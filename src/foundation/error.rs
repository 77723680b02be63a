/// Convenience result type used across ringmotion.
pub type RingResult<T> = Result<T, RingError>;

/// Top-level error taxonomy for the fallible edges of the crate.
///
/// The chart core itself does not fail: out-of-range lookups render nothing and malformed
/// numbers flow through to geometry. Errors only arise while loading chart descriptions,
/// rasterizing scenes, or doing IO.
#[derive(thiserror::Error, Debug)]
pub enum RingError {
    /// Invalid user-provided chart description.
    #[error("validation error: {0}")]
    Validation(String),

    /// Invalid animation parameters (frame rates, durations).
    #[error("animation error: {0}")]
    Animation(String),

    /// Errors while turning a scene into pixels.
    #[error("render error: {0}")]
    Render(String),

    /// Errors when serializing or deserializing data structures.
    #[error("serialization error: {0}")]
    Serde(String),

    /// Wrapped lower-level error from dependencies or IO.
    #[error(transparent)]
    Other(#[from] anyhow::Error),
}

impl RingError {
    /// Build a [`RingError::Validation`] value.
    pub fn validation(msg: impl Into<String>) -> Self {
        Self::Validation(msg.into())
    }

    /// Build a [`RingError::Animation`] value.
    pub fn animation(msg: impl Into<String>) -> Self {
        Self::Animation(msg.into())
    }

    /// Build a [`RingError::Render`] value.
    pub fn render(msg: impl Into<String>) -> Self {
        Self::Render(msg.into())
    }

    /// Build a [`RingError::Serde`] value.
    pub fn serde(msg: impl Into<String>) -> Self {
        Self::Serde(msg.into())
    }
}

impl From<serde_json::Error> for RingError {
    fn from(err: serde_json::Error) -> Self {
        Self::Serde(err.to_string())
    }
}

#[cfg(test)]
#[path = "../../tests/unit/foundation/error.rs"]
mod tests;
-------
* [Task goal] Your output must be an exact copy of every entry.

* [Solution to this exercise]
filename src/foundation/error.rs
repository 77723680b02be63a
/// Convenience result type used across ringmotion.
pub type RingResult<T> = Result<T, RingError>;

/// Top-level error taxonomy for the fallible edges of the crate.
///
/// The chart core itself does not fail: out-of-range lookups render nothing and malformed
/// numbers flow through to geometry. Errors only arise while loading chart descriptions,
/// rasterizing scenes, or doing IO.
#[derive(thiserror::Error, Debug)]
pub enum RingError {
    /// Invalid user-provided chart description.
    #[error("validation error: {0}")]
    Validation(String),

    /// Invalid animation parameters (frame rates, durations).
    #[error("animation error: {0}")]
    Animation(String),

    /// Errors while turning a scene into pixels.
    #[error("render error: {0}")]
    Render(String),

    /// Errors when serializing or deserializing data structures.
    #[error("serialization error: {0}")]
    Serde(String),

    /// Wrapped lower-level error from dependencies or IO.
    #[error(transparent)]
    Other(#[from] anyhow::Error),
}

impl RingError {
    /// Build a [`RingError::Validation`] value.
    pub fn validation(msg: impl Into<String>) -> Self {
        Self::Validation(msg.into())
    }

    /// Build a [`RingError::Animation`] value.
    pub fn animation(msg: impl Into<String>) -> Self {
        Self::Animation(msg.into())
    }

    /// Build a [`RingError::Render`] value.
    pub fn render(msg: impl Into<String>) -> Self {
        Self::Render(msg.into())
    }

    /// Build a [`RingError::Serde`] value.
    pub fn serde(msg: impl Into<String>) -> Self {
        Self::Serde(msg.into())
    }
}

impl From<serde_json::Error> for RingError {
    fn from(err: serde_json::Error) -> Self {
        Self::Serde(err.to_string())
    }
}

#[cfg(test)]
#[path = "../../tests/unit/foundation/error.rs"]
mod tests;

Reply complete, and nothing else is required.